The days of April and early May have been mostly drear, dank, wet and worn. One day a week blazes with beauty that doesn’t stay.  One so drear, I had to force myself not to return to bed, pull the covers over my head.

This week I accomplished something that had not been on my radar six months ago, “the Vineyard shuffle,” moving from a winter rental to my summer place, committed to before I knew I was not leaving the Vineyard, becoming an unwitting “wash ashore.”  When I discovered I was not departing at the end of October, I scrambled for winter housing, securing a pleasant venue through the lucky help of local author, Paul Dolman, whose “Hitchhiking with Larry David,” is a perennial summer favorite.

Now I am back in the little cottage, happily inhabited last summer, almost settled in, looking out the bay window at a riot of foliage struggling to come to spring life.

When I first walked through the door last summer, I realized I had walked into a happy place;  softly bleached wood, a comfy chair in which to read, set back from Katama, a close ride to the bookstore on my little electric bike, fondly named, “Rodolfo,” as it seemed European in spirit, Italian in particular.
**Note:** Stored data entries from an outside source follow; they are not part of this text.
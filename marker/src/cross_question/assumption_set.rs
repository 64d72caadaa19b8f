use util::rubric::{AnswerSet, AssumptionMode, AssumptionSetRule, Rule, RuleKind};
use util::submission::Submission;

use crate::error::MarkerError;
use crate::traits::evaluator::{EvaluationContext, RuleEvaluator, kind_mismatch};
use crate::types::ScoreOutcome;

/// Grades a group of questions against several alternative answer keys.
///
/// - `favor_best`: each set is scored by the weighted count of questions it
///   agrees on, and the highest-scoring set wins. Ties keep the set declared
///   first.
/// - `first_match`: the first set that agrees on every question awards full
///   points; otherwise nothing.
pub struct AssumptionSetEvaluator;

fn agrees(set: &AnswerSet, submission: &Submission, question_id: &str) -> bool {
    set.answers
        .get(question_id)
        .is_some_and(|expected| submission.answer(question_id) == expected)
}

fn set_score(cfg: &AssumptionSetRule, set: &AnswerSet, submission: &Submission) -> f64 {
    cfg.question_ids
        .iter()
        .filter(|q| agrees(set, submission, q))
        .map(|q| cfg.points_for(q))
        .sum()
}

/// Best set and its score under `favor_best`.
pub fn favor_best<'r>(cfg: &'r AssumptionSetRule, submission: &Submission) -> Option<(&'r AnswerSet, f64)> {
    let mut best: Option<(&AnswerSet, f64)> = None;
    for set in &cfg.answer_sets {
        let score = set_score(cfg, set, submission);
        if best.is_none_or(|(_, top)| score > top) {
            best = Some((set, score));
        }
    }
    best
}

/// First set matching every question, under `first_match`.
pub fn first_match<'r>(cfg: &'r AssumptionSetRule, submission: &Submission) -> Option<&'r AnswerSet> {
    cfg.answer_sets
        .iter()
        .find(|set| cfg.question_ids.iter().all(|q| agrees(set, submission, q)))
}

impl RuleEvaluator for AssumptionSetEvaluator {
    fn kind(&self) -> RuleKind {
        RuleKind::AssumptionSet
    }

    fn validate(&self, rule: &Rule) -> Result<(), MarkerError> {
        let Rule::AssumptionSet(cfg) = rule else {
            return Err(kind_mismatch(rule, self.kind()));
        };
        let invalid = |message: String| Err(MarkerError::invalid_rule(rule.label(), message));

        if cfg.question_ids.is_empty() {
            return invalid("question_ids is empty".into());
        }
        if cfg.answer_sets.is_empty() {
            return invalid("answer_sets is empty".into());
        }
        for set in &cfg.answer_sets {
            if let Some(q) = cfg.question_ids.iter().find(|q| !set.answers.contains_key(*q)) {
                return invalid(format!("answer set '{}' has no answer for {q}", set.name));
            }
        }
        if let Some((q, p)) = cfg
            .points_per_question
            .iter()
            .find(|(_, p)| !p.is_finite() || **p < 0.0)
        {
            return invalid(format!("points for {q} must be non-negative, got {p}"));
        }
        Ok(())
    }

    fn evaluate(&self, rule: &Rule, ctx: &EvaluationContext<'_>) -> Result<ScoreOutcome, MarkerError> {
        let Rule::AssumptionSet(cfg) = rule else {
            return Err(kind_mismatch(rule, self.kind()));
        };

        let total = cfg.total_points();
        let submitted: Vec<String> = cfg
            .question_ids
            .iter()
            .map(|q| format!("{q}={}", ctx.answer(q)))
            .collect();
        let outcome = ScoreOutcome::for_rule(rule, total).with_student_answer(submitted.join(", "));

        let (chosen, points) = match cfg.mode {
            AssumptionMode::FavorBest => match favor_best(cfg, ctx.submission) {
                Some((set, score)) => (Some(set), score),
                None => (None, 0.0),
            },
            AssumptionMode::FirstMatch => match first_match(cfg, ctx.submission) {
                Some(set) => (Some(set), total),
                None => (None, 0.0),
            },
        };

        let feedback = match chosen {
            Some(set) if points > 0.0 => format!(
                "Best matching answer set: {} ({}/{} points)",
                set.name,
                crate::evaluators::text::format_points(points),
                crate::evaluators::text::format_points(total)
            ),
            _ => "No answer set matched".to_string(),
        };

        let mut outcome = outcome.award(points).with_feedback(feedback);
        if let Some(set) = chosen {
            let expected: Vec<String> = cfg
                .question_ids
                .iter()
                .filter_map(|q| set.answers.get(q).map(|a| format!("{q}={a}")))
                .collect();
            outcome = outcome.with_correct_answer(expected.join(", "));
        }
        Ok(outcome)
    }
}

#[cfg(test)]
mod tests {
    use super::*;
    use crate::evaluators::test_support::grade;
    use std::collections::BTreeMap;

    fn set(name: &str, answers: &[(&str, &str)]) -> AnswerSet {
        AnswerSet {
            name: name.into(),
            answers: answers.iter().map(|(q, a)| (q.to_string(), a.to_string())).collect(),
        }
    }

    fn rule(mode: AssumptionMode) -> Rule {
        Rule::AssumptionSet(AssumptionSetRule {
            question_ids: vec!["q1".into(), "q2".into()],
            answer_sets: vec![
                set("celsius", &[("q1", "100"), ("q2", "0")]),
                set("fahrenheit", &[("q1", "212"), ("q2", "32")]),
            ],
            mode,
            points_per_question: BTreeMap::from([("q1".to_string(), 3.0)]),
            description: None,
        })
    }

    #[test]
    fn favor_best_picks_the_highest_scoring_set() {
        let outcome = grade(&rule(AssumptionMode::FavorBest), &[("q1", "212"), ("q2", "0")]);
        // fahrenheit agrees on q1 (3 points), celsius on q2 (1 point); credit
        // from different sets is never pooled
        assert_eq!(outcome.points_awarded, 3.0);
        assert_eq!(outcome.max_points, 4.0);
        assert_eq!(outcome.is_correct, Some(false));
        assert_eq!(outcome.feedback, "Best matching answer set: fahrenheit (3/4 points)");
    }

    #[test]
    fn first_match_is_all_or_nothing() {
        let r = rule(AssumptionMode::FirstMatch);
        assert_eq!(grade(&r, &[("q1", "212"), ("q2", "0")]).points_awarded, 0.0);
        let full = grade(&r, &[("q1", "212"), ("q2", "32")]);
        assert_eq!(full.points_awarded, 4.0);
        assert_eq!(full.correct_answer.as_deref(), Some("q1=212, q2=32"));
    }

    #[test]
    fn ties_keep_the_first_declared_set() {
        let outcome = grade(&rule(AssumptionMode::FavorBest), &[("q1", "x"), ("q2", "y")]);
        assert_eq!(outcome.points_awarded, 0.0);
        assert_eq!(outcome.feedback, "No answer set matched");
        assert_eq!(outcome.correct_answer.as_deref(), Some("q1=100, q2=0"));
    }

    #[test]
    fn incomplete_sets_fail_validation() {
        let bad = Rule::AssumptionSet(AssumptionSetRule {
            question_ids: vec!["q1".into(), "q2".into()],
            answer_sets: vec![set("partial", &[("q1", "1")])],
            mode: AssumptionMode::FavorBest,
            points_per_question: BTreeMap::new(),
            description: None,
        });
        assert!(AssumptionSetEvaluator.validate(&bad).is_err());
    }
}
Now we live in the age of Zoom, as in the winter house, I have established a place, still being refined, for Zoom meetings, of which there have been many, of which there will be many more to come as no one is moving towards being in person anytime soon.

During this age, I have helped author “COVID – The Biggest Disruption of Our Lives,” with the team at the Center for the Digital Future, where I am a Senior Fellow.

It’s been presented to AARP; Jeff Cole, Founder and Executive Director, and I will present to A&E Networks sometime in the near future.  You can see the summary at www.digitalcenter.org.

Doing the work has given me, along with the bookstore, a sense of being anchored, not adrift on a sea of uselessness, preventing me from entering the new competitive sport: baking at home, if one can find yeast and flour, not an easy task.

This morning, I feel breezy, light-hearted, ready to meet the world as it presents itself.  I ventured to the store, having an appointment with a very nice man, to prepare a book for him for his daughter to give her mother for Mother’s Day.  The book he wanted is somewhere in the distribution chain; has not arrived at the bookstore.  We found another, in stock, suitable for giving.  Thank you, Mr. Kelly, for your sublime patience in all this.

We are all needing patience, fortitude and fearlessness as we face this incredible time of disease, joblessness, uncertainty, anxiety [61% of Americans are more anxious], unsure of our leadership, more secure in our governors than our president, with Fauci trusted beyond all.

We are in uncharted territory, must make our through it, which we will do, as that is what we humans do, make our way through – it’s the heroic nature of the human being, to make it through, to struggle, suffer, to keep on going when it seems we should surrender all hope, a spirit which amazes me, has all my life, will until I have no more life, that we have marched through events like world wars, the Great Depression, and are still here, marching on.

It is Mother’s Day this weekend.  Happy Mother’s Day to all mothers, and to all the families celebrating the day, through whatever circumstances this day gives us.